Procédure contentieuse antérieure :

La SARL TOUR DESIGN a demandé au Tribunal administratif de Montreuil de prononcer la décharge des cotisations supplémentaires à l'impôt sur les sociétés auxquelles elle a été assujettie au titre de l'exercice clos le 30 septembre 2011, des droits supplémentaires de taxe sur la valeur ajoutée mis à sa charge au titre de la période allant du 1er septembre 2010 au 30 septembre 2011, ainsi que de la majoration de 40% pour manquement délibéré.

Par un jugement n° 1801689 du 14 février 2019, le Tribunal administratif de Montreuil a rejeté sa demande.

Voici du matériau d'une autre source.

//! JSON output formatting
//!
//! Serializes one run into a single report document:
//! - Generation timestamp and run layout
//! - Totals and elapsed time
//! - Per-participant statistics
//! - The global word table

use crate::config::{OutputConfig, SortOrder};
use crate::output::text::ordered_entries;
use crate::stats::aggregator::RunReport;
use crate::stats::{FrequencyTable, ParticipantStats};
use crate::Result;
use anyhow::Context;
use serde::Serialize;
use std::fs::File;
use std::io::{BufWriter, Write};
use std::path::Path;
use std::time::Duration;

/// Duration with both seconds and human-readable format
#[derive(Debug, Clone, Serialize)]
pub struct JsonDuration {
    pub seconds: f64,
    pub human: String,
}

impl JsonDuration {
    pub fn from_duration(d: Duration) -> Self {
        Self {
            seconds: d.as_secs_f64(),
            human: crate::util::time::human_duration(d),
        }
    }
}

/// One table entry
#[derive(Debug, Clone, Serialize)]
pub struct JsonWordCount {
    pub word: String,
    pub count: u64,
}

/// Complete run report
#[derive(Debug, Clone, Serialize)]
pub struct JsonReport {
    /// RFC 3339 generation time
    pub generated_at: String,
    pub version: String,
    pub participants: usize,
    pub elapsed: JsonDuration,
    pub total_lines: u64,
    pub total_tokens: u64,
    pub unique_words: usize,
    pub line_imbalance: u64,
    pub sort: SortOrder,
    #[serde(skip_serializing_if = "Option::is_none")]
    pub top: Option<usize>,
    pub per_participant: Vec<ParticipantStats>,
    pub words: Vec<JsonWordCount>,
}

/// Build the JSON report for a finished run
pub fn build_report(table: &FrequencyTable, report: &RunReport, output: &OutputConfig) -> JsonReport {
    let words = ordered_entries(table, output.sort, output.top)
        .into_iter()
        .map(|(word, count)| JsonWordCount {
            word: word.to_string(),
            count,
        })
        .collect();

    JsonReport {
        generated_at: chrono::Local::now().to_rfc3339(),
        version: env!("CARGO_PKG_VERSION").to_string(),
        participants: report.participants,
        elapsed: JsonDuration::from_duration(report.elapsed()),
        total_lines: report.total_lines,
        total_tokens: report.total_tokens,
        unique_words: table.len(),
        line_imbalance: report.line_imbalance,
        sort: output.sort,
        top: output.top,
        per_participant: report.per_participant.clone(),
        words,
    }
}

/// Write JSON report to file
pub fn write_json_output(output_path: &Path, report: &JsonReport, pretty: bool) -> Result<()> {
    let file = File::create(output_path)
        .with_context(|| format!("Failed to create JSON output: {}", output_path.display()))?;
    let mut writer = BufWriter::new(file);

    if pretty {
        serde_json::to_writer_pretty(&mut writer, report)?;
    } else {
        serde_json::to_writer(&mut writer, report)?;
    }

    writer.flush()?;
    Ok(())
}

Procédure devant la Cour :

Par une requête enregistrée le 10 avril 2019, et un mémoire en réplique enregistré le 26 novembre 2019, la société TOUR DESIGN, représentée par Me Pinos, avocat, demande à la Cour :

1° d'annuler le jugement attaqué ;

2° de prononcer la décharge des impositions litigieuses.

Elle soutient que :

- l'avis de vérification du 6 septembre 2012 ne fait pas état du contrôle de la taxe sur la valeur ajoutée au titre de la période de septembre 2010 à septembre 2011, en méconnaissance des dispositions du 2ème alinéa de l'article L. 47 du livre des procédures fiscales ;

- les fichiers ont été restitués le 5 octobre 2015, et non le 27 mai 2012, et ils contenaient bien des documents comptables ;

- elle n'a pas été informée du remplacement de l'inspecteur principal en cours de vérification ;

- la seconde proposition de rectification ne précise pas le motif pour lequel elle remplace la première proposition de rectification ;

- les impositions litigieuses ne sont pas fondées, l'administration a rejeté à tort sa comptabilité dès lors que la discordance qui apparait entre les produits achetés, les produits vendus et les produits stockés se justifie par l'existence d'un stock de marchandises défectueux ; le rejet a été fait en méconnaissance des paragraphes 7 et 8 de la doctrine administrative n° 46-3341 du 25 juin 1998 ;

- la reconstitution du chiffre d'affaires opérée par l'administration est infondée en ce qu'elle ne porte que sur une seule année et est totalement viciée dès lors qu'elle ne tient pas compte de l'existence du stock de produits défectueux qui n'a pas été vendu et de l'avoir de 50% accordé par la société qui a vendu les produits ; le bilan de son exercice clos le 30 septembre 2011 doit être rectifié en prenant en compte uniquement 25% de la valeur du stock des 1 773 508 articles achetés à la société Tour Souvenir ;

- à supposer que certaines rectifications soient maintenues, la majoration de 40% pour manquement délibéré devrait être réexaminée ;

- le décompte des intérêts de retard aurait dû s'interrompre à la première proposition de rectification.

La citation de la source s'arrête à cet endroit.